COVID isn’t the real disease. It’s arrogance.

Holden Thorpe sounds like the name of a villain in an Ayn Rand novel.

These “scientists” aren’t very smart because, of course it’ll lessen one’s opinion of the publication. These “scientists” have been proven to be political agents and activists rather than truly folks in search of the truth. Not all scientists, by any means, but when a publication takes a side in a political contest, they by definition become political themselves.
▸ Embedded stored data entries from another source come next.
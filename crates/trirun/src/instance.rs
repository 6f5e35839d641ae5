//! # Wasm-Backed Instance
//!
//! One live execution context derived from the cached artifact. Wasmtime's
//! Store is !Send + !Sync, so it sits behind `Arc<Mutex<...>>`; the mutex also
//! serializes invocations on this slot, which the concurrency model requires
//! (a component instance is not safe for concurrent reentry).
//!
//! A trap here is captured and converted into `Outcome::Trap`; it never
//! escapes as an error. The trapped instance is discarded wholesale by the
//! recovery manager, so no partial state survives into a later cycle.

use std::sync::Arc;
use std::time::Duration;

use tokio::sync::Mutex;
use wasmtime::Store;
use wasmtime::component::Component;
use wasmtime::component::Linker;
use wasmtime::component::Val;

use crate::artifact::ArtifactCache;
use crate::context::GatewayCtx;
use crate::invoke::BuildError;
use crate::invoke::BuildResult;
use crate::invoke::GuestStats;
use crate::invoke::InstanceFactory;
use crate::invoke::Invoker;
use crate::invoke::Outcome;
use crate::linker;

/// Handle to one live gateway instance.
pub struct WasmInvoker {
    store: Arc<Mutex<Store<GatewayCtx>>>,
    instance: wasmtime::component::Instance,
    component: Arc<Component>,
    generation: u64,
}

impl WasmInvoker {
    pub(crate) async fn instantiate(cache: &ArtifactCache) -> BuildResult<Self> {
        let artifact = cache.current();
        let component = artifact.component().clone();

        let mut wasm_linker = Linker::<GatewayCtx>::new(cache.engine());
        linker::install_gateway_imports(&mut wasm_linker, &component)
            .map_err(|e| BuildError::Instantiate(e.to_string()))?;

        let mut store = Store::new(cache.engine(), GatewayCtx::new());
        // Yield to the executor on every epoch tick so a compute-bound guest
        // cannot pin the worker past the dispatcher's invocation deadline.
        store.epoch_deadline_async_yield_and_update(1);
        let instance = wasm_linker
            .instantiate_async(&mut store, &component)
            .await
            .map_err(|e| BuildError::Instantiate(e.to_string()))?;

        Ok(Self {
            store: Arc::new(Mutex::new(store)),
            instance,
            component: Arc::new(component),
            generation: artifact.generation(),
        })
    }

    /// Generation of the artifact this instance was derived from.
    pub fn generation(&self) -> u64 {
        self.generation
    }
}

#[async_trait::async_trait]
impl Invoker for WasmInvoker {
    async fn invoke(&self, frame: &[u8]) -> Outcome {
        let Some(run_idx) = self.component.get_export_index(None, linker::RUN) else {
            return Outcome::Trap(format!("missing '{}' export", linker::RUN));
        };

        let mut guard = self.store.lock().await;
        let store = &mut *guard;
        store.data_mut().begin_cycle(frame.to_vec());

        let Some(func) = self.instance.get_func(&mut *store, &run_idx) else {
            return Outcome::Trap(format!("'{}' export is not a function", linker::RUN));
        };

        let call = async {
            func.call_async(&mut *store, &[], &mut []).await?;
            func.post_return_async(&mut *store).await
        };
        match call.await {
            Ok(()) => Outcome::Value(store.data_mut().finish_cycle()),
            Err(trap) => {
                // Discard partial output from the trapped cycle.
                store.data_mut().finish_cycle();
                Outcome::Trap(trap.to_string())
            }
        }
    }

    async fn stats(&self) -> Option<GuestStats> {
        let iface_idx = self
            .component
            .get_export_index(None, linker::METRICS_INTERFACE)?;
        let func_idx = self
            .component
            .get_export_index(Some(&iface_idx), linker::GET_STATS)?;

        let mut guard = self.store.lock().await;
        let store = &mut *guard;
        let func = self.instance.get_func(&mut *store, &func_idx)?;

        let mut results = vec![Val::Bool(false)];
        func.call_async(&mut *store, &[], &mut results).await.ok()?;
        func.post_return_async(&mut *store).await.ok()?;
        decode_stats(&results[0])
    }
}

fn decode_stats(val: &Val) -> Option<GuestStats> {
    let Val::Record(fields) = val else {
        return None;
    };
    let mut stats = GuestStats::default();
    for (name, field) in fields {
        match (name.as_str(), field) {
            ("frames-processed", Val::U64(n)) => stats.frames_processed = *n,
            ("frames-invalid", Val::U64(n)) => stats.frames_invalid = *n,
            ("bytes-in", Val::U64(n)) => stats.bytes_in = *n,
            ("bytes-out", Val::U64(n)) => stats.bytes_out = *n,
            ("last-error", Val::Option(inner)) => {
                stats.last_error = match inner.as_deref() {
                    Some(Val::String(s)) => Some(s.clone()),
                    _ => None,
                };
            }
            _ => {}
        }
    }
    Some(stats)
}

/// Derives fresh Wasm instances from the artifact cache.
pub struct WasmFactory {
    cache: Arc<ArtifactCache>,
}

impl WasmFactory {
    pub fn new(cache: Arc<ArtifactCache>) -> Self {
        Self { cache }
    }
}

#[async_trait::async_trait]
impl InstanceFactory for WasmFactory {
    async fn build(&self) -> BuildResult<Arc<dyn Invoker>> {
        let invoker = WasmInvoker::instantiate(&self.cache).await?;
        Ok(Arc::new(invoker))
    }

    async fn refresh(&self) -> BuildResult<()> {
        self.cache
            .recompile()
            .map(|_| ())
            .map_err(|e| BuildError::Compile(e.to_string()))
    }

    fn compile_time(&self) -> Option<Duration> {
        Some(self.cache.compile_time())
    }
}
When I was in college, “Nature” was THE publication. If only my professor could get published by “Nature” would be our wish. Now, all you need is to be politically correct and they’ll publish. Doesn’t matter if it’s rubbish. It’s a disease.

Science has been trending leftward for decades. I allowed my subscription to “Scientific American” to lapse some time in the late 1980s because its lean to the left had been apparent for a few years even by that time. Nowadays, they make no attempt to hide their bias.